En cambio su hijo, Casimiro IV, estaba presente en carne y hueso. Era un vejete bonachón sentado con negligencia en el trono, que miraba al obispo de Ermland mientras éste se prosternaba ante él para rendirle pleitesía. Luego, el rey ayudó con familiaridad a incorporarse a Lucas, le tomó del brazo y lo condujo a una sala más pequeña, en la que habían dispuesto una mesa colmada de manjares muy apetitosos para un estómago de dieciocho años que no había recibido nada desde el amanecer.

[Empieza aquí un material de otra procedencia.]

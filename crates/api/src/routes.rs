//! HTTP route handlers for the API.

use std::sync::Arc;

use axum::{
    extract::{
        rejection::{JsonRejection, QueryRejection},
        Path, Query, State,
    },
    Json,
};
use beebo_common::BeeboError;
use beebo_memory::{ExistingMemory, IngestOutcome, IngestRequest, Memory, Recall};
use chrono::{DateTime, Utc};
use serde::{Deserialize, Serialize};
use tracing::{debug, info};

use crate::error::ApiError;
use crate::state::AppState;

type ApiResult<T> = Result<Json<T>, ApiError>;

/// Health check response.
#[derive(Debug, Serialize)]
pub struct HealthResponse {
    pub status: &'static str,
    pub version: &'static str,
    pub uptime_seconds: u64,
    #[serde(skip_serializing_if = "Option::is_none")]
    pub memories: Option<usize>,
}

pub async fn healthz(State(state): State<Arc<AppState>>) -> Json<HealthResponse> {
    let memories = state.store.count().await.ok();
    Json(HealthResponse {
        status: if memories.is_some() { "ok" } else { "degraded" },
        version: env!("CARGO_PKG_VERSION"),
        uptime_seconds: state.uptime_seconds(),
        memories,
    })
}

pub async fn ping() -> &'static str {
    "pong"
}

#[derive(Debug, Serialize)]
pub struct VersionResponse {
    pub name: &'static str,
    pub version: &'static str,
}

pub async fn version() -> Json<VersionResponse> {
    Json(VersionResponse {
        name: env!("CARGO_PKG_NAME"),
        version: env!("CARGO_PKG_VERSION"),
    })
}

/// Wire form of an ingest outcome.
#[derive(Debug, Serialize, PartialEq)]
pub struct IngestResponse {
    pub ok: bool,
    #[serde(skip_serializing_if = "Option::is_none")]
    pub id: Option<String>,
    #[serde(skip_serializing_if = "Option::is_none")]
    pub last_updated: Option<DateTime<Utc>>,
    #[serde(skip_serializing_if = "Option::is_none")]
    pub updated: Option<bool>,
    #[serde(skip_serializing_if = "Option::is_none")]
    pub error: Option<&'static str>,
    #[serde(skip_serializing_if = "Option::is_none")]
    pub existing: Option<ExistingMemory>,
    #[serde(skip_serializing_if = "Option::is_none")]
    pub similarity: Option<f32>,
}

impl IngestResponse {
    fn written(id: String, last_updated: DateTime<Utc>, updated: bool) -> Self {
        Self {
            ok: true,
            id: Some(id),
            last_updated: Some(last_updated),
            updated: updated.then_some(true),
            error: None,
            existing: None,
            similarity: None,
        }
    }

    fn rejected(error: &'static str, existing: ExistingMemory, similarity: Option<f32>) -> Self {
        Self {
            ok: false,
            id: None,
            last_updated: None,
            updated: None,
            error: Some(error),
            existing: Some(existing),
            similarity,
        }
    }
}

impl From<IngestOutcome> for IngestResponse {
    fn from(outcome: IngestOutcome) -> Self {
        match outcome {
            IngestOutcome::Created { id, last_updated } => Self::written(id, last_updated, false),
            IngestOutcome::Updated { id, last_updated } => Self::written(id, last_updated, true),
            IngestOutcome::Duplicate { existing } => Self::rejected("duplicate", existing, None),
            IngestOutcome::SemanticDuplicate {
                existing,
                similarity,
            } => Self::rejected("semantic duplicate", existing, Some(similarity)),
        }
    }
}

/// Store a memory.
pub async fn create_memory(
    State(state): State<Arc<AppState>>,
    payload: Result<Json<IngestRequest>, JsonRejection>,
) -> ApiResult<IngestResponse> {
    let Json(request) = payload?;
    let new = request.into_new_memory()?;

    info!(
        text_preview = %new.text.chars().take(50).collect::<String>(),
        memory_type = ?new.memory_type,
        source = ?new.source,
        "Received memory"
    );

    let outcome = state.ingestor.ingest(new).await?;
    Ok(Json(IngestResponse::from(outcome)))
}

#[derive(Debug, Serialize)]
pub struct ListResponse {
    pub ok: bool,
    pub count: usize,
    pub memories: Vec<Memory>,
}

impl From<Vec<Memory>> for ListResponse {
    fn from(memories: Vec<Memory>) -> Self {
        Self {
            ok: true,
            count: memories.len(),
            memories,
        }
    }
}

#[derive(Debug, Serialize)]
pub struct RecallResponse {
    pub ok: bool,
    #[serde(flatten)]
    pub recall: Recall,
}

#[derive(Debug, Deserialize)]
pub struct LimitParams {
    pub limit: Option<usize>,
}

#[derive(Debug, Deserialize)]
pub struct RecallParams {
    pub q: Option<String>,
    pub limit: Option<usize>,
}

#[derive(Debug, Deserialize)]
pub struct TagParams {
    pub tag: Option<String>,
    pub limit: Option<usize>,
}

#[derive(Debug, Deserialize)]
pub struct TypeParams {
    #[serde(rename = "type")]
    pub memory_type: Option<String>,
    pub limit: Option<usize>,
}

pub async fn list_all(
    State(state): State<Arc<AppState>>,
    params: Result<Query<LimitParams>, QueryRejection>,
) -> ApiResult<ListResponse> {
    let Query(params) = params?;
    let memories = state.recall.all(params.limit).await?;
    Ok(Json(ListResponse::from(memories)))
}

/// Substring recall; also served as `/memories/search`.
pub async fn recall(
    State(state): State<Arc<AppState>>,
    params: Result<Query<RecallParams>, QueryRejection>,
) -> ApiResult<RecallResponse> {
    let Query(params) = params?;
    let query = params.q.unwrap_or_default();
    let recall = state.recall.recall(&query, params.limit).await?;
    debug!(query = %query, count = recall.count, "Recall served");
    Ok(Json(RecallResponse { ok: true, recall }))
}

pub async fn by_tag(
    State(state): State<Arc<AppState>>,
    params: Result<Query<TagParams>, QueryRejection>,
) -> ApiResult<ListResponse> {
    let Query(params) = params?;
    let tag = params.tag.unwrap_or_default();
    let memories = state.recall.by_tag(&tag, params.limit).await?;
    Ok(Json(ListResponse::from(memories)))
}

pub async fn by_type(
    State(state): State<Arc<AppState>>,
    params: Result<Query<TypeParams>, QueryRejection>,
) -> ApiResult<ListResponse> {
    let Query(params) = params?;
    let memory_type = params.memory_type.unwrap_or_default();
    let memories = state.recall.by_type(&memory_type, params.limit).await?;
    Ok(Json(ListResponse::from(memories)))
}

pub async fn today(State(state): State<Arc<AppState>>) -> ApiResult<ListResponse> {
    let memories = state.recall.today().await?;
    Ok(Json(ListResponse::from(memories)))
}

pub async fn get_memory(
    State(state): State<Arc<AppState>>,
    Path(id): Path<String>,
) -> ApiResult<Memory> {
    match state.store.get_by_id(&id).await? {
        Some(memory) => Ok(Json(memory)),
        None => Err(BeeboError::NotFound(id).into()),
    }
}

#[derive(Debug, Serialize)]
pub struct DeleteResponse {
    pub ok: bool,
    pub deleted: bool,
}

pub async fn delete_memory(
    State(state): State<Arc<AppState>>,
    Path(id): Path<String>,
) -> ApiResult<DeleteResponse> {
    if state.store.delete_by_id(&id).await? {
        info!(id = %id, "Deleted memory");
        Ok(Json(DeleteResponse {
            ok: true,
            deleted: true,
        }))
    } else {
        Err(BeeboError::NotFound(id).into())
    }
}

El rey tomó asiento, invitó a Lucas a hacer lo mismo a su lado, y luego, alzando la mirada hacia los tres jóvenes, dijo:
—Sentaos, hijos míos, debéis de tener mucha hambre. Pero dime, obispo, ¿estos mocetones han salido de tu báculo? ¡Tres bastardos! ¡Bonita manera de guardar tus votos! ¿Pretendes hacer sombra a Su Santidad Inocencio VIII, que ha ido sembrando retoños por toda Italia y distribuye generosamente entre ellos la púrpura cardenalicia?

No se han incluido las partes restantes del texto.